Here's my code example:

  int strLenLight = sizeof("Light ADC: 0000");
  int strLenTemp = sizeof("Temp: 000.0 °C");
  int strLenHumd = sizeof("Humd: 00.0 %");

  char displayLight[strLenLight] = "Light ADC: ";
  char displayTemp[strLenTemp] = "Temp: ";
  char displayHumd[strLenHumd] = "Humd: ";

  snprintf(strchr(displayLight, '\0'), sizeof(displayLight), "%d", light_value);
  snprintf(strchr(displayTemp, '\0'), sizeof(displayTemp), "%.1f °C", temperature); 
  snprintf(strchr(displayHumd, '\0'), sizeof(displayHumd), "%.1f %%", humidity); 

  Serial.println(displayLight);
  Serial.println(displayTemp);
  Serial.println(displayHumd);

Which displays:

Light ADC: 1777
Temp: 25.4 °C
Humd: 55.0 %

Upvotes: 2

Helmut Wunder
Helmut Wunder

Reputation: 1

dtostrf() is deprecated, and it doesn't exist on every board core platforms. On the other hand, sprintf() doesn't format floats on AVR platforms!

Upvotes: -1

Dinal24
Dinal24

Reputation: 3192

Due to some performance reasons %f is not included in the Arduino's implementation of sprintf().
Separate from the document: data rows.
//! Configuration loading and validation.
//!
//! All values are read from environment variables at startup. The process exits
//! with a clear error message if any required variable is missing or invalid.

use std::time::Duration;

use anyhow::{Context, Result};
use reqwest::Url;
use serde::Deserialize;

use crate::crypto::{KdfParams, DEFAULT_ITERATIONS};

/// Lowest PBKDF2 iteration count accepted from configuration.
pub const MIN_KDF_ITERATIONS: u32 = 100_000;

/// Validated client configuration.
#[derive(Debug, Clone, Deserialize)]
pub struct Config {
    /// Endpoint of the keyed-table store, e.g.
    /// `https://example.org/cgi-bin/table`. **Required.**
    pub store_url: String,

    /// PBKDF2-HMAC-SHA256 iteration count for every envelope.
    #[serde(default = "default_kdf_iterations")]
    pub kdf_iterations: u32,

    /// How long a password prompt may stay unanswered.
    #[serde(default = "default_prompt_timeout")]
    pub prompt_timeout_secs: u64,

    /// Per-request timeout for store calls.
    #[serde(default = "default_http_timeout")]
    pub http_timeout_secs: u64,

    /// Tracing log level (e.g. `"info"`, `"debug"`).
    #[serde(default = "default_log_level")]
    pub log_level: String,

    /// OTLP collector endpoint. Span export is disabled when unset.
    #[serde(default)]
    pub otel_exporter_otlp_endpoint: Option<String>,
}

fn default_kdf_iterations() -> u32 {
    DEFAULT_ITERATIONS
}
fn default_prompt_timeout() -> u64 {
    300
}
fn default_http_timeout() -> u64 {
    30
}
fn default_log_level() -> String {
    "info".into()
}

impl Config {
    /// Load and validate configuration from environment variables.
    ///
    /// # Errors
    ///
    /// Returns an error if any required variable is absent or cannot be parsed.
    pub fn from_env() -> Result<Self> {
        Self::from_source(config::Environment::default())
    }

    fn from_source(env: config::Environment) -> Result<Self> {
        let cfg = config::Config::builder()
            .add_source(env)
            .build()
            .context("failed to build configuration from environment")?;

        let c: Config = cfg
            .try_deserialize()
            .context("failed to deserialise configuration")?;

        c.validate()?;
        Ok(c)
    }

    /// Validate all fields, returning a descriptive error on the first failure.
    fn validate(&self) -> Result<()> {
        ensure_non_empty(&self.store_url, "STORE_URL")?;
        let url = Url::parse(&self.store_url).context("STORE_URL is not a valid URL")?;
        if !matches!(url.scheme(), "http" | "https") {
            anyhow::bail!("STORE_URL must use http or https, got `{}`", url.scheme());
        }

        if self.kdf_iterations < MIN_KDF_ITERATIONS {
            anyhow::bail!("KDF_ITERATIONS must be at least {MIN_KDF_ITERATIONS}");
        }
        if self.prompt_timeout_secs == 0 {
            anyhow::bail!("PROMPT_TIMEOUT_SECS must be > 0");
        }
        if self.http_timeout_secs == 0 {
            anyhow::bail!("HTTP_TIMEOUT_SECS must be > 0");
        }
        if let Some(endpoint) = &self.otel_exporter_otlp_endpoint {
            ensure_non_empty(endpoint, "OTEL_EXPORTER_OTLP_ENDPOINT")?;
        }
        Ok(())
    }

    pub fn kdf_params(&self) -> Result<KdfParams> {
        KdfParams::new(self.kdf_iterations).context("invalid KDF_ITERATIONS")
    }

    pub fn prompt_timeout(&self) -> Duration {
        Duration::from_secs(self.prompt_timeout_secs)
    }

    pub fn http_timeout(&self) -> Duration {
        Duration::from_secs(self.http_timeout_secs)
    }
}

fn ensure_non_empty(value: &str, name: &str) -> Result<()> {
    if value.trim().is_empty() {
        anyhow::bail!("{name} is required and must not be empty");
    }
    Ok(())
}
A better option would be to use dtostrf() - you convert the floating point value to a C-style string, Method signature looks like:

char *dtostrf(double val, signed char width, unsigned char prec, char *s)

Use this method to convert it to a C-Style string and then use sprintf, eg:

char str_temp[6];

/* 4 is mininum width, 2 is precision; float value is copied onto str_temp*/
dtostrf(temp, 4, 2, str_temp);
sprintf(temperature,"%s F", str_temp);

You can change the minimum width and precision to match the float you are converting.